262 millions d’enfants sont toujours privés d’accès à l’école
Les données issues de 137 pays en développement révèlent qu’un enfant d’une famille pauvre a en moyenne deux fois plus de risques de mourir avant son cinquième anniversaire qu’un enfant d’une famille riche. Dans les pays à bas revenus et à revenus intermédiaires, Oxfam estime que 3,6 millions de décès peuvent être attribués chaque année au manque d’accès aux soins médicaux. De même, 262 millions d’enfants sont toujours privés d’accès à l’école. Pourtant, une simple taxe de 0,5 % sur la fortune des plus riches permettrait de scolariser ces enfants et de garantir l’accès aux soins pour tous selon l’ONG. Les services publics sont donc au cœur de la lutte contre la réduction des inégalités, assure Oxfam, et leur sauvegarde comme leur amélioration relèvent de choix politiques. « Une étude récente réalisée dans 13 pays en développement a montré que les dépenses consacrées à l’éducation et à la santé représentaient 69 % de la réduction totale des inégalités », assure l’ONG.

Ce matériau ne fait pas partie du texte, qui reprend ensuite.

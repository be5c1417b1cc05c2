//! Integration tests for whole-file transcodes.

mod common;

use std::sync::atomic::Ordering;

use axum::body::Body;
use axum::http::{Request, StatusCode};
use common::{ScriptedEncoder, TestHarness};
use http_body_util::BodyExt;
use tc_core::TranscodeQuality;
use tower::ServiceExt;

fn request(method: &str, uri: &str) -> Request<Body> {
    Request::builder()
        .method(method)
        .uri(uri)
        .body(Body::empty())
        .unwrap()
}

#[tokio::test]
async fn transcode_is_generated_once_and_signature_recorded() {
    let h = TestHarness::new();
    let id = h.register(21);

    let response = h
        .app()
        .oneshot(request("GET", &format!("/transcode/{id}/low")))
        .await
        .unwrap();
    assert_eq!(response.status(), StatusCode::OK);
    assert_eq!(response.headers()["content-type"], "audio/ogg");
    assert_eq!(response.headers()["accept-ranges"], "bytes");
    let body = response.into_body().collect().await.unwrap().to_bytes();
    assert_eq!(&body[..], b"OggS low transcode payload");

    let row = tc_db::queries::assets::get_asset(&h.conn(), id)
        .unwrap()
        .unwrap();
    assert_eq!(row.sig_low.as_deref(), Some(row.file_signature.as_str()));
    assert!(row.sig_medium.is_none());

    let response = h
        .app()
        .oneshot(request("GET", &format!("/transcode/{id}/low")))
        .await
        .unwrap();
    assert_eq!(response.status(), StatusCode::OK);
    assert_eq!(h.encoder.transcode_runs.load(Ordering::SeqCst), 1);
}

#[tokio::test]
async fn changed_source_regenerates() {
    let h = TestHarness::new();
    let id = h.register(22);

    h.ctx
        .engine
        .ensure_transcoded(id, TranscodeQuality::High)
        .await
        .unwrap();
    tc_db::queries::assets::upsert_asset(&h.conn(), id, "/music/new.flac", "new-signature")
        .unwrap();

    let response = h
        .app()
        .oneshot(request("GET", &format!("/transcode/{id}/high")))
        .await
        .unwrap();
    assert_eq!(response.status(), StatusCode::OK);
    assert_eq!(h.encoder.transcode_runs.load(Ordering::SeqCst), 2);

    let row = tc_db::queries::assets::get_asset(&h.conn(), id)
        .unwrap()
        .unwrap();
    assert_eq!(row.sig_high.as_deref(), Some("new-signature"));
}

#[tokio::test]
async fn range_requests_are_partial() {
    let (h, addr) = TestHarness::with_server(ScriptedEncoder::new(1)).await;
    let id = h.register(23);

    let response = reqwest::Client::new()
        .get(format!("http://{addr}/transcode/{id}/medium"))
        .header("range", "bytes=0-3")
        .send()
        .await
        .unwrap();
    assert_eq!(response.status(), 206);
    assert_eq!(response.headers()["content-range"], "bytes 0-3/29");
    assert_eq!(&response.bytes().await.unwrap()[..], b"OggS");
}

#[tokio::test]
async fn prefetch_is_accepted_and_runs_in_background() {
    let h = TestHarness::new();
    let id = h.register(24);

    let response = h
        .app()
        .oneshot(request("POST", &format!("/transcode/{id}/high")))
        .await
        .unwrap();
    assert_eq!(response.status(), StatusCode::ACCEPTED);
    let body: serde_json::Value = serde_json::from_slice(
        &response.into_body().collect().await.unwrap().to_bytes(),
    )
    .unwrap();
    assert_eq!(body["quality"], "high");
    assert_eq!(body["status"], "queued");

    h.wait_for(&h.layout().transcode_output(id, TranscodeQuality::High))
        .await;
}

#[tokio::test]
async fn hard_failure_is_reported() {
    let h = TestHarness::with_encoder(ScriptedEncoder {
        fail_code: Some(2),
        ..ScriptedEncoder::new(1)
    });
    let id = h.register(25);

    let response = h
        .app()
        .oneshot(request("GET", &format!("/transcode/{id}/low")))
        .await
        .unwrap();
    assert_eq!(response.status(), StatusCode::BAD_GATEWAY);

    let row = tc_db::queries::assets::get_asset(&h.conn(), id)
        .unwrap()
        .unwrap();
    assert!(row.sig_low.is_none());
}

#[tokio::test]
async fn invalid_requests() {
    let h = TestHarness::new();
    let id = h.register(26);

    let response = h
        .app()
        .oneshot(request("GET", &format!("/transcode/{id}/lossless")))
        .await
        .unwrap();
    assert_eq!(response.status(), StatusCode::BAD_REQUEST);

    let response = h
        .app()
        .oneshot(request("POST", "/transcode/404/low"))
        .await
        .unwrap();
    assert_eq!(response.status(), StatusCode::NOT_FOUND);

    assert_eq!(h.encoder.transcode_runs.load(Ordering::SeqCst), 0);
}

Les super-riches dissimulent des milliards aux autorités fiscales
L’impôt, au cœur du financement de ces services publics et plus largement des mécanismes de redistribution, ne remplit plus son rôle. Oxfam a calculé que dans plusieurs pays, comme la Grande-Bretagne ou le Brésil, il pèse proportionnellement bien plus sur les 10 % les plus pauvres que sur les 10 % les plus riches. D’autant que la tendance générale observée est de baisser les impôts sur les sociétés et sur la fortune. Ce dernier ne représente plus que 4 % des revenus fiscaux mondiaux et 11 % pour la taxation des bénéfices des entreprises. À l’inverse, les impôts sur les salaires atteignent 22 % des recettes et 39 % pour les taxes de type TVA, les plus injustes car non progressives. Dans certains pays, les taux d’imposition des personnes les plus riches sont à leur niveau le plus bas depuis un siècle. En Amérique latine, par exemple, le taux d’imposition effectif des 10 % des revenus les plus élevés n’est que de 4,8 %. Sans compter que les super-riches à travers le monde ont dissimulé 7 600 milliards de dollars aux autorités fiscales, selon l’économiste Gabriel Zucman, qui a participé au rapport d’Oxfam et auteur de la Richesse cachée des nations.